I realized, wow, what we need in a new strategy to replace flexible average inflation targeting is getting mighty complicated. Distinguishing supply from demand shocks from fiscal shocks, dealing with crises, zero bound vs. regular policy, changes in the financial system, fiscal and financial dominance, needing to think about contingencies not forecasts, stress testing monetary policy . . . how do you write this all down?30

Fortunately, there is an approach that incorporates all seven principles into one unified framework: nominal GDP level targeting.

What Is Nominal GDP Level Targeting?

Nominal GDP level targeting is a framework in which the Fed targets total dollar spending in the economy. For every dollar spent in the economy, there is also a dollar earned in the economy. Consequently, NGDPLT is also sometimes called nominal income level targeting. Either way, if the Fed were using this framework, it would aim for a stable growth path for the dollar size of the US economy.31

To demonstrate this framework, table 1 assumes that the dollar size of the US economy is $25 trillion, and the Fed is targeting a nominal GDP growth rate of 4 percent per year, reflecting a desire for 2 percent inflation over the long run and a belief that potential real GDP growth is near 2 percent.

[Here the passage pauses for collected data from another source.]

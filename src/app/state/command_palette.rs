use crate::domain::cursor::SelectionCursor;
use crate::domain::filter::{empty_state_message, filter};
use crate::domain::grouping::{group, DisplayRow, GroupedCommands};
use crate::domain::models::CommandItem;

pub const DEFAULT_PLACEHOLDER: &str = "Type a command or search...";

/// State of one palette instance. `filtered` is derived from `items` and
/// `query` and is only ever rebuilt through `refilter`.
#[derive(Debug, Clone, PartialEq)]
pub struct CommandPaletteState {
    pub is_open: bool,
    pub query: String,
    pub placeholder: String,
    pub query_focused: bool,
    pub cursor: SelectionCursor,
    // First visible display row. Only moves when the selection leaves the window.
    scroll: usize,
    items: Vec<CommandItem>,
    filtered: Vec<CommandItem>,
}

impl Default for CommandPaletteState {
    fn default() -> Self {
        Self::new(Vec::new(), DEFAULT_PLACEHOLDER)
    }
}

impl CommandPaletteState {
    #[must_use]
    pub fn new(items: Vec<CommandItem>, placeholder: impl Into<String>) -> Self {
        let filtered = items.clone();
        Self {
            is_open: false,
            query: String::new(),
            placeholder: placeholder.into(),
            query_focused: false,
            cursor: SelectionCursor::default(),
            scroll: 0,
            items,
            filtered,
        }
    }

    #[must_use]
    pub fn items(&self) -> &[CommandItem] {
        &self.items
    }

    #[must_use]
    pub fn filtered(&self) -> &[CommandItem] {
        &self.filtered
    }

    #[must_use]
    pub fn grouped(&self) -> GroupedCommands<'_> {
        group(&self.filtered)
    }

    #[must_use]
    pub fn selected_index(&self) -> usize {
        self.cursor.index()
    }

    #[must_use]
    pub fn scroll(&self) -> usize {
        self.scroll
    }

    /// Scrolls just enough to keep the selected row inside a window of
    /// `height` rows, showing its group header when scrolling up onto it.
    pub fn sync_scroll(&mut self, height: usize) {
        let scroll = {
            let grouped = self.grouped();
            let rows = grouped.rows();
            match grouped.row_of(self.selected_index()) {
                Some(row) => {
                    let top = match row.checked_sub(1).map(|r| &rows[r]) {
                        Some(DisplayRow::Header(_)) => row - 1,
                        _ => row,
                    };
                    keep_visible(self.scroll, top, row, height)
                }
                None => 0,
            }
        };
        self.scroll = scroll;
    }

    /// Replaces the query; the cursor goes back to the top.
    pub fn set_query(&mut self, query: impl Into<String>) {
        self.query = query.into();
        self.refilter();
    }

    pub fn push_query(&mut self, c: char) {
        self.query.push(c);
        self.refilter();
    }

    pub fn pop_query(&mut self) {
        self.query.pop();
        self.refilter();
    }

    /// Swaps in a new item list. The old cursor position refers to a list
    /// that no longer exists, so it is reset like on a query change.
    pub fn replace_items(&mut self, items: Vec<CommandItem>) {
        self.items = items;
        self.refilter();
    }

    /// The command under the cursor, in display order.
    #[must_use]
    pub fn resolve(&self) -> Option<CommandItem> {
        let grouped = self.grouped();
        let order = grouped.flattened();
        self.cursor.resolve(&order).map(|item| (*item).clone())
    }

    #[must_use]
    pub fn empty_message(&self) -> Option<String> {
        self.filtered
            .is_empty()
            .then(|| empty_state_message(&self.query))
    }

    fn refilter(&mut self) {
        self.filtered = filter(&self.items, &self.query);
        self.cursor.reset();
        self.scroll = 0;
    }
}

/// New window offset so rows `top..=row` are visible, moving as little as
/// possible from `offset`.
#[must_use]
pub fn keep_visible(offset: usize, top: usize, row: usize, height: usize) -> usize {
    if height == 0 || top < offset {
        top
    } else if row >= offset + height {
        (row + 1).saturating_sub(height)
    } else {
        offset
    }
}

#[cfg(test)]
mod tests {
    use super::*;

    fn items() -> Vec<CommandItem> {
        vec![
            CommandItem::new("1", "Apple"),
            CommandItem::new("2", "Banana"),
            CommandItem::new("3", "apricot"),
            CommandItem::new("4", "Cherry"),
        ]
    }

    #[test]
    fn test_query_change_resets_cursor() {
        let mut state = CommandPaletteState::new(items(), "");
        state.cursor.set_from_hover(1);
        state.push_query('a');
        assert_eq!(state.selected_index(), 0);

        state.cursor.set_from_hover(2);
        state.pop_query();
        assert_eq!(state.selected_index(), 0);
        assert_eq!(state.filtered().len(), 4);
    }

    #[test]
    fn test_reset_even_when_index_still_valid() {
        let mut state = CommandPaletteState::new(items(), "");
        state.cursor.set_from_hover(1);
        // "a" still matches three items so index 1 would be valid.
        state.set_query("a");
        assert_eq!(state.filtered().len(), 3);
        assert_eq!(state.selected_index(), 0);
    }

    #[test]
    fn test_replace_items_refilters_against_current_query() {
        let mut state = CommandPaletteState::new(items(), "");
        state.set_query("ap");
        state.cursor.set_from_hover(1);

        state.replace_items(vec![
            CommandItem::new("9", "Grape"),
            CommandItem::new("10", "Melon"),
        ]);
        assert_eq!(state.filtered().len(), 1);
        assert_eq!(state.filtered()[0].label, "Grape");
        assert_eq!(state.selected_index(), 0);
    }

    #[test]
    fn test_resolve_on_empty_is_none() {
        let mut state = CommandPaletteState::new(items(), "");
        state.set_query("zzz_no_match");
        assert_eq!(state.resolve(), None);
        assert_eq!(
            state.empty_message().as_deref(),
            Some("No results found for \"zzz_no_match\"")
        );
    }

    #[test]
    fn test_keep_visible_only_moves_when_needed() {
        assert_eq!(keep_visible(0, 3, 3, 5), 0);
        assert_eq!(keep_visible(0, 5, 5, 5), 1);
        assert_eq!(keep_visible(10, 12, 12, 5), 10);
        assert_eq!(keep_visible(10, 8, 9, 5), 8);
        assert_eq!(keep_visible(10, 4, 4, 0), 4);
    }

    #[test]
    fn test_sync_scroll_is_sticky() {
        let many: Vec<CommandItem> = (0..30)
            .map(|i| CommandItem::new(i.to_string(), format!("Item {i}")))
            .collect();
        let mut state = CommandPaletteState::new(many, "");
        // Rows: header, then items 0..30 at rows 1..=30.
        state.cursor.set_from_hover(29);
        state.sync_scroll(10);
        assert_eq!(state.scroll(), 21);

        // Moving up inside the window leaves it alone.
        state.cursor.set_from_hover(25);
        state.sync_scroll(10);
        assert_eq!(state.scroll(), 21);

        // Back to the first item reveals its header again.
        state.cursor.reset();
        state.sync_scroll(10);
        assert_eq!(state.scroll(), 0);
    }

    #[test]
    fn test_query_change_resets_scroll() {
        let many: Vec<CommandItem> = (0..30)
            .map(|i| CommandItem::new(i.to_string(), format!("Item {i}")))
            .collect();
        let mut state = CommandPaletteState::new(many, "");
        state.cursor.set_from_hover(29);
        state.sync_scroll(10);
        state.push_query('1');
        assert_eq!(state.scroll(), 0);
    }

    #[test]
    fn test_resolve_uses_display_order() {
        let mut state = CommandPaletteState::new(
            vec![
                CommandItem::new("1", "one").with_group("B"),
                CommandItem::new("2", "two").with_group("A"),
                CommandItem::new("3", "three").with_group("B"),
            ],
            "",
        );
        state.cursor.move_down(3);
        assert_eq!(state.resolve().unwrap().id.0, "3");
    }
}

If the Fed were able to perfectly implement this framework, then aggregate demand growth would be stabilized and the only remaining disturbances would be supply shocks.

 

The first set of columns in table 1 shows what happens if there are no supply shocks. Nominal GDP grows by 4 percent ($1 trillion), and the spending is evenly split, as planned, between higher prices and real economic growth. The second set of columns shows what happens if there is a negative supply shock. The economy still grows by $1 trillion, but now three- fourths of that spending ($0.75 trillion) goes to higher prices; only one- fourth ($0.25 trillion) goes to real economic growth. The third set of columns shows what happens if there is a positive supply shock. The economy, again, grows by $1 trillion, but now three- fourths of that spending ($0.75 trillion) goes to real economic growth while one- fourth ($0.25 trillion) goes to higher prices. In all scenarios, total dollar spending or aggregate demand stays the same while the inflation rate is allowed to temporarily move around in response to temporary supply shocks.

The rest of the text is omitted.